>>>

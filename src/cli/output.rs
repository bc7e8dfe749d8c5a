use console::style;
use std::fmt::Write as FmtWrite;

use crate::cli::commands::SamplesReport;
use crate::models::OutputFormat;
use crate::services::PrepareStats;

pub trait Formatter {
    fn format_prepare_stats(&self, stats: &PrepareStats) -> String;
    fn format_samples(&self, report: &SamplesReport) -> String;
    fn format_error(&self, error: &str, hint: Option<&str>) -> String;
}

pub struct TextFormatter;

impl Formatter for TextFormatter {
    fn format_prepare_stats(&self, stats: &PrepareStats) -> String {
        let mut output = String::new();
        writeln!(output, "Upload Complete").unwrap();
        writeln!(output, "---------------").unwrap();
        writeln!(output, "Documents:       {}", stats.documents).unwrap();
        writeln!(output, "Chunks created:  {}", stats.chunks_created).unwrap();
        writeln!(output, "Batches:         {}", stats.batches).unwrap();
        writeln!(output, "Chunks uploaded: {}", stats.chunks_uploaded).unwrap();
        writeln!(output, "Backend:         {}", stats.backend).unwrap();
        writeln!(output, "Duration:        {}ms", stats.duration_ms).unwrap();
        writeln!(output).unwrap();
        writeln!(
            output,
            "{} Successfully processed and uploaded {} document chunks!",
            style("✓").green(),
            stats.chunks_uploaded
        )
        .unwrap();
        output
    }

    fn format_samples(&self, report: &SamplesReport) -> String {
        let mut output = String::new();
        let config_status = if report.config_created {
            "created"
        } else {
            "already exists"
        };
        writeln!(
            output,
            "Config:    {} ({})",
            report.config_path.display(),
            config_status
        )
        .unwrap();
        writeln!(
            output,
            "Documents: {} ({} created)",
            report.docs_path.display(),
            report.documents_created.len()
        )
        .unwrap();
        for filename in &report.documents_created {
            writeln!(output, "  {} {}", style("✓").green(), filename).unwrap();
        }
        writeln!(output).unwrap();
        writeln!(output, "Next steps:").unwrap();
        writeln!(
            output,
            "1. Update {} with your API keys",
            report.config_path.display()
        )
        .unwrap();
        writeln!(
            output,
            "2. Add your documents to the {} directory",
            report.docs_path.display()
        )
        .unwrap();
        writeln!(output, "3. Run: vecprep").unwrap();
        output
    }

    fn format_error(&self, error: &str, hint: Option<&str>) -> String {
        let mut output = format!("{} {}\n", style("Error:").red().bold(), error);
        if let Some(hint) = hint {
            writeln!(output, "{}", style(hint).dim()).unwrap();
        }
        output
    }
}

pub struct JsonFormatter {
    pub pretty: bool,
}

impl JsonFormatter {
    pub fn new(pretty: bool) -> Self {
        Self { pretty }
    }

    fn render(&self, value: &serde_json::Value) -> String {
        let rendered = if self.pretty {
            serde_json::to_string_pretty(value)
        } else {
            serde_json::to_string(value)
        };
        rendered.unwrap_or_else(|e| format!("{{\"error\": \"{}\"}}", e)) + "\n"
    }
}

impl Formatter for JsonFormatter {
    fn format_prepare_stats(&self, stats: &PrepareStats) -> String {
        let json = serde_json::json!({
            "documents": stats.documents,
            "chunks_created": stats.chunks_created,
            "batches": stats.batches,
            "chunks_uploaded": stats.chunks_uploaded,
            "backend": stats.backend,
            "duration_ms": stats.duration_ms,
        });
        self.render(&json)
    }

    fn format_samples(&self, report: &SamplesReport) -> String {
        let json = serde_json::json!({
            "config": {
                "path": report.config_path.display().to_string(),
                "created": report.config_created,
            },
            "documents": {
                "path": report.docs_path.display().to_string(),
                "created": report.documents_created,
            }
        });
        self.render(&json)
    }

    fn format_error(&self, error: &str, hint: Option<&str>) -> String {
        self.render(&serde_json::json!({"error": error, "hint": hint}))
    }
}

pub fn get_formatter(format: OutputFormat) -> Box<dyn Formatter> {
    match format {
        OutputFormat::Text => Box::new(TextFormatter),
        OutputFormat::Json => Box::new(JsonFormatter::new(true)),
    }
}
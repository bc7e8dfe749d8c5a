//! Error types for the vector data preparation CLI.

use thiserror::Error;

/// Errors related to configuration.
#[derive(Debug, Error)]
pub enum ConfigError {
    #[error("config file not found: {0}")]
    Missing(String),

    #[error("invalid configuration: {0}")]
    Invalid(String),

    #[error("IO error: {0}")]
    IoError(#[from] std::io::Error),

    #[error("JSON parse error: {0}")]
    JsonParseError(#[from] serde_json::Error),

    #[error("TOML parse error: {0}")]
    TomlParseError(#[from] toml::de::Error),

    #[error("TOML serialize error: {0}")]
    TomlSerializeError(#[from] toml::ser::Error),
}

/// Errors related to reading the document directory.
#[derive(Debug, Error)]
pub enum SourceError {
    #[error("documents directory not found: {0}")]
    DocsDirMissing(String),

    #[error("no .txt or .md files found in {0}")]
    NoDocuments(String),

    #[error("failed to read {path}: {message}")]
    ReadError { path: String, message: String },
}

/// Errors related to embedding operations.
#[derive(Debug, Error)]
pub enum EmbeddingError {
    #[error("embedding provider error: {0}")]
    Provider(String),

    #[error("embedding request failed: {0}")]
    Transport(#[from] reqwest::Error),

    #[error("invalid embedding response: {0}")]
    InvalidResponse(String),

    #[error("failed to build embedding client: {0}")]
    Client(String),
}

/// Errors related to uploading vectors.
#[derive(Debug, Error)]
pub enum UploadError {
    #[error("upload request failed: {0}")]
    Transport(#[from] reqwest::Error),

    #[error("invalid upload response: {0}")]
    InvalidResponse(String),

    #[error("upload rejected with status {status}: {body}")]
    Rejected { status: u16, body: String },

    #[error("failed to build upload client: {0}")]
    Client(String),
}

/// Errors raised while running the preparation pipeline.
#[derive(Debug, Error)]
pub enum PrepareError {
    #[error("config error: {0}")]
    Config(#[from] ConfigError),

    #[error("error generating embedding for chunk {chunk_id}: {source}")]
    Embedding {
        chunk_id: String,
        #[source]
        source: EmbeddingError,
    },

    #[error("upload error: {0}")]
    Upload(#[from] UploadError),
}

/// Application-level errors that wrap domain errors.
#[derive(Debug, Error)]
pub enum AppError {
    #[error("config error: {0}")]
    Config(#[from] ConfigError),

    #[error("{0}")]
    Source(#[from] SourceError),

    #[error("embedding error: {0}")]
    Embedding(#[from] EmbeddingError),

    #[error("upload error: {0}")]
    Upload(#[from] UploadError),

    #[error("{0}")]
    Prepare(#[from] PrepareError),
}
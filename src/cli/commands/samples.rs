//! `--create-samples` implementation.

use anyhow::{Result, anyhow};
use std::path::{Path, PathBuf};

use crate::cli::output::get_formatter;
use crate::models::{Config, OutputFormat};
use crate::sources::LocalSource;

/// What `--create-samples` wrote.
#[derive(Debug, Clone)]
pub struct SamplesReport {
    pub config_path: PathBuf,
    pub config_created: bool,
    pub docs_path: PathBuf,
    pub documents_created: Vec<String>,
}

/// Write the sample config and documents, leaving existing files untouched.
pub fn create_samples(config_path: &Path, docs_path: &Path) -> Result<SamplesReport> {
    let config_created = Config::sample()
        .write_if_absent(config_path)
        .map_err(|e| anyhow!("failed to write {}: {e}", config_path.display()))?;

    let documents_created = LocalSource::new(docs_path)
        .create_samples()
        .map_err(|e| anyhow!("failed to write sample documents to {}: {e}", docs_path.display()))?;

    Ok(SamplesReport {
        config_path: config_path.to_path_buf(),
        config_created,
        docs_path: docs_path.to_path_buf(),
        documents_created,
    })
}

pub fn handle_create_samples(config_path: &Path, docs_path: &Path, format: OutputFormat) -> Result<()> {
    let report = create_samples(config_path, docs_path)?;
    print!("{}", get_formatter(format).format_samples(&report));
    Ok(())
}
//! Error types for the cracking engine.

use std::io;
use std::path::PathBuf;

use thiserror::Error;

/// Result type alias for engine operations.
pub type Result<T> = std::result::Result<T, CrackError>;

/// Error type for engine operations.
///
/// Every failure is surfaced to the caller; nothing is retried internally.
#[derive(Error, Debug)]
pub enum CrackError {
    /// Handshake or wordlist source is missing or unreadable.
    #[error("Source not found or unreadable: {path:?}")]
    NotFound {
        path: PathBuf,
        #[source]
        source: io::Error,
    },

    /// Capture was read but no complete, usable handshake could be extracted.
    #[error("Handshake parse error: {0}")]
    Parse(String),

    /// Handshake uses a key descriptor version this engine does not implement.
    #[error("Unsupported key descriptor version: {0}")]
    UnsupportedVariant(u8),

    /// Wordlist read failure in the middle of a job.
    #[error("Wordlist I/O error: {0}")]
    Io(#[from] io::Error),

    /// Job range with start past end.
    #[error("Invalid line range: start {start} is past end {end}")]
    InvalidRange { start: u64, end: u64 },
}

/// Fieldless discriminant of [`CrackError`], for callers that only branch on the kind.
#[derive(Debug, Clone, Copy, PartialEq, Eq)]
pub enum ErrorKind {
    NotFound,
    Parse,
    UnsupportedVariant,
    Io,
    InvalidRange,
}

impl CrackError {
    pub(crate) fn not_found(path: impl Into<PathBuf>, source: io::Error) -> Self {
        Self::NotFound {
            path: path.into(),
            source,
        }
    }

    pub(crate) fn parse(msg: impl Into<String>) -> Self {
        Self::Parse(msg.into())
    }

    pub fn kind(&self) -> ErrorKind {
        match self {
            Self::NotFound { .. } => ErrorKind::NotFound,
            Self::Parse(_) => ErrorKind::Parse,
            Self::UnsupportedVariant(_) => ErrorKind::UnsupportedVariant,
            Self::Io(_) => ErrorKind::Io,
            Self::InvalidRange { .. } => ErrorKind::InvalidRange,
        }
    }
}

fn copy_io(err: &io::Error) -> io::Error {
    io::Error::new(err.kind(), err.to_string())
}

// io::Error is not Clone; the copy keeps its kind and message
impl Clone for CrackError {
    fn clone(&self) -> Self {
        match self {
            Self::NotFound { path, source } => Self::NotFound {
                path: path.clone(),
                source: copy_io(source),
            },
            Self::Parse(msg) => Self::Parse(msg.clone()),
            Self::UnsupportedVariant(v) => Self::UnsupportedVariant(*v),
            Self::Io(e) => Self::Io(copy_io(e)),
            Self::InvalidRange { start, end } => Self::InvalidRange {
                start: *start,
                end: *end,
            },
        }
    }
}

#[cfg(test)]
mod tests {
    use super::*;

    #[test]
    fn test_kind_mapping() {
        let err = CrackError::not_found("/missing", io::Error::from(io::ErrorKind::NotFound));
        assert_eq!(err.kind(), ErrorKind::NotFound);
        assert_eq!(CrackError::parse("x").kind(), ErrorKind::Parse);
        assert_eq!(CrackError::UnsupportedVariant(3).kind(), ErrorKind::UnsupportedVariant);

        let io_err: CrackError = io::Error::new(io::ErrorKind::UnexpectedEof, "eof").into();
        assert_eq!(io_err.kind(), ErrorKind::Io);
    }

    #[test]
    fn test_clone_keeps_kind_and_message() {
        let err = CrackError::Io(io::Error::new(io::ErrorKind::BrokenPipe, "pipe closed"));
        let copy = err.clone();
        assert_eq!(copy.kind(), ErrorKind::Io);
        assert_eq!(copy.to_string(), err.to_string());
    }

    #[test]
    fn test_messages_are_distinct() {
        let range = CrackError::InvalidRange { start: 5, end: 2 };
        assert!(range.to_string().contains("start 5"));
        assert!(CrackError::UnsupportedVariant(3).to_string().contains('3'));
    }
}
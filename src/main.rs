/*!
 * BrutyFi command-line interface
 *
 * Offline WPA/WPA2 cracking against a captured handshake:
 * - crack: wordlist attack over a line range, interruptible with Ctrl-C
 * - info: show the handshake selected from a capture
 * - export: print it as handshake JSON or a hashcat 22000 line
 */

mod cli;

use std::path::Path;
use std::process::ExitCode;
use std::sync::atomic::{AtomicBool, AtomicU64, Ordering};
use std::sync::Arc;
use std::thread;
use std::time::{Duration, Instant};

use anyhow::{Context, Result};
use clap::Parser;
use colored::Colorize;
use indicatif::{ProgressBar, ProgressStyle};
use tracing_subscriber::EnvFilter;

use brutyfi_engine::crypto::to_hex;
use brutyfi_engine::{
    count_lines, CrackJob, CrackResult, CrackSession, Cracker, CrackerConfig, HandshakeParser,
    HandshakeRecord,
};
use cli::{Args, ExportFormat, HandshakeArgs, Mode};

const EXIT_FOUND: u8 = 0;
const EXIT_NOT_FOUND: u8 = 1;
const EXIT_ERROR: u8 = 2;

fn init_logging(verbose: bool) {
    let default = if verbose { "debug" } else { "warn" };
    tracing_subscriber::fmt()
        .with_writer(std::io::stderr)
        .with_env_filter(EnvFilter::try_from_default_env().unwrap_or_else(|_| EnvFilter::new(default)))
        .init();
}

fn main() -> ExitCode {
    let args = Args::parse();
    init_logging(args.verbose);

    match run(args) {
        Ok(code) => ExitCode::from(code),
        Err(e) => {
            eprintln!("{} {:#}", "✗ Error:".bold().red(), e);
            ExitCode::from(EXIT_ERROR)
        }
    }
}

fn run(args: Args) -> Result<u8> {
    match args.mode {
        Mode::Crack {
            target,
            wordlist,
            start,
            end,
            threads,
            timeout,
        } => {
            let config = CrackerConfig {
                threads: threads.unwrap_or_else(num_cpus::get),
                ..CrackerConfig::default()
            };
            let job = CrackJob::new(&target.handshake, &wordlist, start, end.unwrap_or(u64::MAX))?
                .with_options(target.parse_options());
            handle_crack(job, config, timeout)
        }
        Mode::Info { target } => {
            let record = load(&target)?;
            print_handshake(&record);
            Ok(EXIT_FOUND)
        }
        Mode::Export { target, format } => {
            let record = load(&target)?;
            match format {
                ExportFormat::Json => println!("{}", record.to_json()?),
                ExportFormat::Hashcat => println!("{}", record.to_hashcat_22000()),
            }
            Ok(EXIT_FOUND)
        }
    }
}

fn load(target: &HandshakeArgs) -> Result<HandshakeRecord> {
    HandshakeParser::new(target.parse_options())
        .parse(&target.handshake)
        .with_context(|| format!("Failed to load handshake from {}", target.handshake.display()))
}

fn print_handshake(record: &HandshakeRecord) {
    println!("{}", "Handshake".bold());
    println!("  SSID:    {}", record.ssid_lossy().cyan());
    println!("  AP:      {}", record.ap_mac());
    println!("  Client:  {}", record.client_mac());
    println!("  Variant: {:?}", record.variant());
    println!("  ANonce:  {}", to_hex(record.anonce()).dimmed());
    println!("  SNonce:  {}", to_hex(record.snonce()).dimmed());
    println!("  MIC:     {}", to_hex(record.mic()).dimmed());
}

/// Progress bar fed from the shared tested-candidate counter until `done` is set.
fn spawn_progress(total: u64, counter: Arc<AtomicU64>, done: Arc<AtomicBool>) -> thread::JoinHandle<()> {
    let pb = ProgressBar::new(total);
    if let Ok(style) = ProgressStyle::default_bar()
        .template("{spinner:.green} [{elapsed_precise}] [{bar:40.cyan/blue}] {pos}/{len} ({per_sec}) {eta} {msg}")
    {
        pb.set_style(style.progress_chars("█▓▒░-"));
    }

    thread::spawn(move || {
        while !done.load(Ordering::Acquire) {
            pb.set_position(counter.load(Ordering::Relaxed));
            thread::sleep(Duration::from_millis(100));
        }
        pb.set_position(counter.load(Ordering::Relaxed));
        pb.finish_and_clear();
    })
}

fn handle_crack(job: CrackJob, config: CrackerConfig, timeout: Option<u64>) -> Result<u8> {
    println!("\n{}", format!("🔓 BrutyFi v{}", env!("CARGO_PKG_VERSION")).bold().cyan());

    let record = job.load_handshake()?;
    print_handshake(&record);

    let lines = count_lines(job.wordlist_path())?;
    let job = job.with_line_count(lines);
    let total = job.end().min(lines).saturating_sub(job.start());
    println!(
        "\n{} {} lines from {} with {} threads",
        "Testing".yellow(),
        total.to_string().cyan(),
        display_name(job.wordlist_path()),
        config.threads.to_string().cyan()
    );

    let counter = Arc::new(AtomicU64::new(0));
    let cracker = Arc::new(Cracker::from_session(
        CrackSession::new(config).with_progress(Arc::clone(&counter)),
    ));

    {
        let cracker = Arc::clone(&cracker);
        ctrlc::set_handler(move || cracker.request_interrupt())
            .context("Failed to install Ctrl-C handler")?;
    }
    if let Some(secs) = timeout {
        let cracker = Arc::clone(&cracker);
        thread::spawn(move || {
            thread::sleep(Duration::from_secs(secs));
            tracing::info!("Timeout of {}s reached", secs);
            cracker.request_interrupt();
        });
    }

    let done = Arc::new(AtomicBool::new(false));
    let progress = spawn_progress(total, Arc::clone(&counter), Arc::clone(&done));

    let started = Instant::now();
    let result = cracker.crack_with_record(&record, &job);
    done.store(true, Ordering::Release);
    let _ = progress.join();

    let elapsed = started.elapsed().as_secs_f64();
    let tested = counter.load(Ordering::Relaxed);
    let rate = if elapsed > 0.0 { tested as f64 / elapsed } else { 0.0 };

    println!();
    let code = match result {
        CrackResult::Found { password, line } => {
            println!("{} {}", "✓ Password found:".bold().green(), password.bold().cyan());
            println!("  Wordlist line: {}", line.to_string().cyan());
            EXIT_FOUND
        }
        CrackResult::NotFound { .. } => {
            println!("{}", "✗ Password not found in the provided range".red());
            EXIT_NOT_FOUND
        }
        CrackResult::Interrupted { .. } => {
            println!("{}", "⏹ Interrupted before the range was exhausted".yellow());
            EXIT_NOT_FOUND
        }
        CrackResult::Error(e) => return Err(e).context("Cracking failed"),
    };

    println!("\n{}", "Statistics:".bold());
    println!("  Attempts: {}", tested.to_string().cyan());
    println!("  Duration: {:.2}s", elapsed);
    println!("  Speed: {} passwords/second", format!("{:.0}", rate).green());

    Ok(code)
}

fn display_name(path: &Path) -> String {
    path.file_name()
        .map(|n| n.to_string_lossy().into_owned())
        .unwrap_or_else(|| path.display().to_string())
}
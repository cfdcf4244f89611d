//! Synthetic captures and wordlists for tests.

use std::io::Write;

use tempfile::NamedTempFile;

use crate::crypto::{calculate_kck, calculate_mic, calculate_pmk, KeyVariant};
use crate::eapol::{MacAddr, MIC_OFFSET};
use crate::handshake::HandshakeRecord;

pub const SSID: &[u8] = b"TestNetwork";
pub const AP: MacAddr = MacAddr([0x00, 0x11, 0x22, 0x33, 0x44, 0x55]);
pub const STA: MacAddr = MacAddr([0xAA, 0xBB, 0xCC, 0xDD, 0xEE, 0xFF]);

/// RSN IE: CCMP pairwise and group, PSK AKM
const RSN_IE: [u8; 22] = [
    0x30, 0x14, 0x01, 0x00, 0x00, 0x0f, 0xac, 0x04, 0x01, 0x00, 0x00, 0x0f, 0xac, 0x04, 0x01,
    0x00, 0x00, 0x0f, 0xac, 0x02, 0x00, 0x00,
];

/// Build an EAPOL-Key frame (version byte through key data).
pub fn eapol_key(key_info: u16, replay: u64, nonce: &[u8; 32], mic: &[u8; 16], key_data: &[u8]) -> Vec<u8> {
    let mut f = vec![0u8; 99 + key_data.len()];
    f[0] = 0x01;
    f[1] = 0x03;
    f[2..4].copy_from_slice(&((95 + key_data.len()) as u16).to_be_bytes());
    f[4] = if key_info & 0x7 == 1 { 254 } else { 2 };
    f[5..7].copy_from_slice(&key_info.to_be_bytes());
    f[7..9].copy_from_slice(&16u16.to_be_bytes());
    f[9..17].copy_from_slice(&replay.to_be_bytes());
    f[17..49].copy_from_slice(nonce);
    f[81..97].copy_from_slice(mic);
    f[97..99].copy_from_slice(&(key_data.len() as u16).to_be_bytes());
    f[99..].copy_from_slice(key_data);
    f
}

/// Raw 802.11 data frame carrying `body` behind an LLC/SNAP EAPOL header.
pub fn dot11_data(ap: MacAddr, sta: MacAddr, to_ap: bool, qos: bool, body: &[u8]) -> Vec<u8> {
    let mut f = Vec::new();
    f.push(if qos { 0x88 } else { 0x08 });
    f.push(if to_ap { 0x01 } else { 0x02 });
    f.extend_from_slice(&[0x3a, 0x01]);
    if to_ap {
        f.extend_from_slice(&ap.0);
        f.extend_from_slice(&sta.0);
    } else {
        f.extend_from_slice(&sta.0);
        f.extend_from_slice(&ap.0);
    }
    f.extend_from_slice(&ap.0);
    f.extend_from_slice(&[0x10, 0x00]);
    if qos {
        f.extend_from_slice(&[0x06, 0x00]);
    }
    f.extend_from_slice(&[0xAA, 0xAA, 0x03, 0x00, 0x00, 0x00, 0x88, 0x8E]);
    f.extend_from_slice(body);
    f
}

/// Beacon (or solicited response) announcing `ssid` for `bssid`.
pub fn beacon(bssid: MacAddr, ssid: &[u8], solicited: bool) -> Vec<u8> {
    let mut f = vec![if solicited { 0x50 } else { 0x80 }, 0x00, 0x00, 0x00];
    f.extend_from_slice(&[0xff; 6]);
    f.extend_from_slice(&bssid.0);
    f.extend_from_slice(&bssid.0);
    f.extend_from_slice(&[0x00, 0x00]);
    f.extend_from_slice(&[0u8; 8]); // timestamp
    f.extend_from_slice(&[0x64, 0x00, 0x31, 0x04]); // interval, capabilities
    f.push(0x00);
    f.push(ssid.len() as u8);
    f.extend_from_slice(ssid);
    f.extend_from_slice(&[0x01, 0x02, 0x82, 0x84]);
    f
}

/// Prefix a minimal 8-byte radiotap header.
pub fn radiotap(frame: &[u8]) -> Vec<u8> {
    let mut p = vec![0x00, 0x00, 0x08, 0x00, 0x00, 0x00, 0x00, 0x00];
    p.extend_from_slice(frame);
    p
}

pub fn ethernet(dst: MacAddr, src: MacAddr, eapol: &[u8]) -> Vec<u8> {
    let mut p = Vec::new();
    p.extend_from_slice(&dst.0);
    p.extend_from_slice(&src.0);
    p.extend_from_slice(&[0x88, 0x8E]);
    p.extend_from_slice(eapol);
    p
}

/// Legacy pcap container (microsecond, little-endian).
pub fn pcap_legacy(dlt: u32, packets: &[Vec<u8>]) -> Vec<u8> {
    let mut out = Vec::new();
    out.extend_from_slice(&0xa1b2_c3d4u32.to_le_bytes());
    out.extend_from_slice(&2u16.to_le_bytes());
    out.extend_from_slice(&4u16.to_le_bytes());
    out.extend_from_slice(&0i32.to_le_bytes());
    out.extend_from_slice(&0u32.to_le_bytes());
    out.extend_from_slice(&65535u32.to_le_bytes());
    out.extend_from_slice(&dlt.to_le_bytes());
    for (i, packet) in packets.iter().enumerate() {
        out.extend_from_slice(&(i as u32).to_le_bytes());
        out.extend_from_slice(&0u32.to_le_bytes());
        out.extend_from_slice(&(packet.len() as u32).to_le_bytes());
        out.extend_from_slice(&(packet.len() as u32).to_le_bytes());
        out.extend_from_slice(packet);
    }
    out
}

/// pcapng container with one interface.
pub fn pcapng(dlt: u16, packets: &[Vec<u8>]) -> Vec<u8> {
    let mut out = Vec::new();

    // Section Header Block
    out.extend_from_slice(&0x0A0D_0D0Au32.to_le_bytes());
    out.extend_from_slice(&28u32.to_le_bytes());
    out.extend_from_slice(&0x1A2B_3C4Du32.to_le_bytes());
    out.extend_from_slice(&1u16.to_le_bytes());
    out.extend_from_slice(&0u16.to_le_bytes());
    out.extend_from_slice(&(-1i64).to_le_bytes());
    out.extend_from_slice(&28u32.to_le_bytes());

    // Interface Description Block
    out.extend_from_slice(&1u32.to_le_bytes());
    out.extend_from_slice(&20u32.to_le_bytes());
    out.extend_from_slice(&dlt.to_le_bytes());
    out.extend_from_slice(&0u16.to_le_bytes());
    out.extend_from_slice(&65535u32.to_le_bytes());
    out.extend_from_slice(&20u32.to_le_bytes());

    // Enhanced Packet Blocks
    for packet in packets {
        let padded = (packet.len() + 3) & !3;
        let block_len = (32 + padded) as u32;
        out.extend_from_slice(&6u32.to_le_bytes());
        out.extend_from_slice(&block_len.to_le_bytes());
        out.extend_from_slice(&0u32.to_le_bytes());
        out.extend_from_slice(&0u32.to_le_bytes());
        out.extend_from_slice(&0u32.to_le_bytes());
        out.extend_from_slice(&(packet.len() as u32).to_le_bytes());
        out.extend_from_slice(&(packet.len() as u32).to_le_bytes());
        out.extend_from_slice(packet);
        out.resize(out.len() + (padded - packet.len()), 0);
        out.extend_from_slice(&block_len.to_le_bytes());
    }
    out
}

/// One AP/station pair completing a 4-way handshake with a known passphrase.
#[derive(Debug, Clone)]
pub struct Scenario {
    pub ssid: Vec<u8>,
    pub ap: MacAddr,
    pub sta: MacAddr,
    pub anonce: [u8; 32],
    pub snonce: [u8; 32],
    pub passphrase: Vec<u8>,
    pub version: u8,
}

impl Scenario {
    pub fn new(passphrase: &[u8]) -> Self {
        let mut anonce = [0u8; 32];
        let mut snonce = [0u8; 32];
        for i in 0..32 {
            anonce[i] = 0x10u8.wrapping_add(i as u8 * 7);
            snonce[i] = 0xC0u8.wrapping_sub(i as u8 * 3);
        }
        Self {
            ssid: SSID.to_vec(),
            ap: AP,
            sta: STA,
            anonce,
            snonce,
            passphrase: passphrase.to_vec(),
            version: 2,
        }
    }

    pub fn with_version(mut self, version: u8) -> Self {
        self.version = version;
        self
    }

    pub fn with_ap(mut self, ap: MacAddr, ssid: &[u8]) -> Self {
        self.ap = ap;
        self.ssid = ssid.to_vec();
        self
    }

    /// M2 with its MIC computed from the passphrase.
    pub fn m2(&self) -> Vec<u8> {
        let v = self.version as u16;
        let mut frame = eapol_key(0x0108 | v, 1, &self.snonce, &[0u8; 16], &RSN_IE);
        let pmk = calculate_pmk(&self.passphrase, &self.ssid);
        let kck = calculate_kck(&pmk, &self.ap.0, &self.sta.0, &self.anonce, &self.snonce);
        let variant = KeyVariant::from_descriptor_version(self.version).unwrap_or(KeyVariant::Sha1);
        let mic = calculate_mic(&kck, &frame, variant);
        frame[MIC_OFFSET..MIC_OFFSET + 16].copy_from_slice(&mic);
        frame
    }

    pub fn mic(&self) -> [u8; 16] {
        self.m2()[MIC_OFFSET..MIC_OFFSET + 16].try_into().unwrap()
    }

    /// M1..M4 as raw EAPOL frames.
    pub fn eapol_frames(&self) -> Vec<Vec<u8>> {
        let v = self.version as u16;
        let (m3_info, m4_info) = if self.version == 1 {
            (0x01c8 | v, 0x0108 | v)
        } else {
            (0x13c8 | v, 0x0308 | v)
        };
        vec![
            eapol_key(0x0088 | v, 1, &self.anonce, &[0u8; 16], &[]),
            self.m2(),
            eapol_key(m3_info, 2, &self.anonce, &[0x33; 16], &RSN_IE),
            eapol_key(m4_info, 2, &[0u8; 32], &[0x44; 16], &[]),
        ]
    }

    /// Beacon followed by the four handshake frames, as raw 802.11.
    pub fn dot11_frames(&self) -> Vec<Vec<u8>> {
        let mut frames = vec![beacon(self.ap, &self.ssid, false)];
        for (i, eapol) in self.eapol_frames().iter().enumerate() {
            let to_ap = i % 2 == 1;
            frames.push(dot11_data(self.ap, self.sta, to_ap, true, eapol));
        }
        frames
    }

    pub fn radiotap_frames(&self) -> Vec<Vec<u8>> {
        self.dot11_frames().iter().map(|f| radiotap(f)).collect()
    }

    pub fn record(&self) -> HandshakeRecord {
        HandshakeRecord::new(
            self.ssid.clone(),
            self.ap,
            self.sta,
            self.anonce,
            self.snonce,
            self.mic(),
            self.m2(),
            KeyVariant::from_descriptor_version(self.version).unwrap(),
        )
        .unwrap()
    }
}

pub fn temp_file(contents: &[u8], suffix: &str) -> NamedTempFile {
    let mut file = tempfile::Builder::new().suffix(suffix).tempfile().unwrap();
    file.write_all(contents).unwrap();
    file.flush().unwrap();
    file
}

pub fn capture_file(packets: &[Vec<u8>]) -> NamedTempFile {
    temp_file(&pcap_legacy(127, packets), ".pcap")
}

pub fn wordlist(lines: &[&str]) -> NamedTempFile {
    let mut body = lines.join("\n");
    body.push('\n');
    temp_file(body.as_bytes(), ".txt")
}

<<<

▶ **Problem**:
The first line of the records begins the span, and the line containing "fn format_samples(&self, report: &SamplesReport) -> String;" ends it. Reproduce that span exactly, both ends included.

▶ **Solution to this task**:
filename src/cli/output.rs
repository bc7e8dfe749d8c5a
use console::style;
use std::fmt::Write as FmtWrite;

use crate::cli::commands::SamplesReport;
use crate::models::OutputFormat;
use crate::services::PrepareStats;

pub trait Formatter {
    fn format_prepare_stats(&self, stats: &PrepareStats) -> String;
    fn format_samples(&self, report: &SamplesReport) -> String;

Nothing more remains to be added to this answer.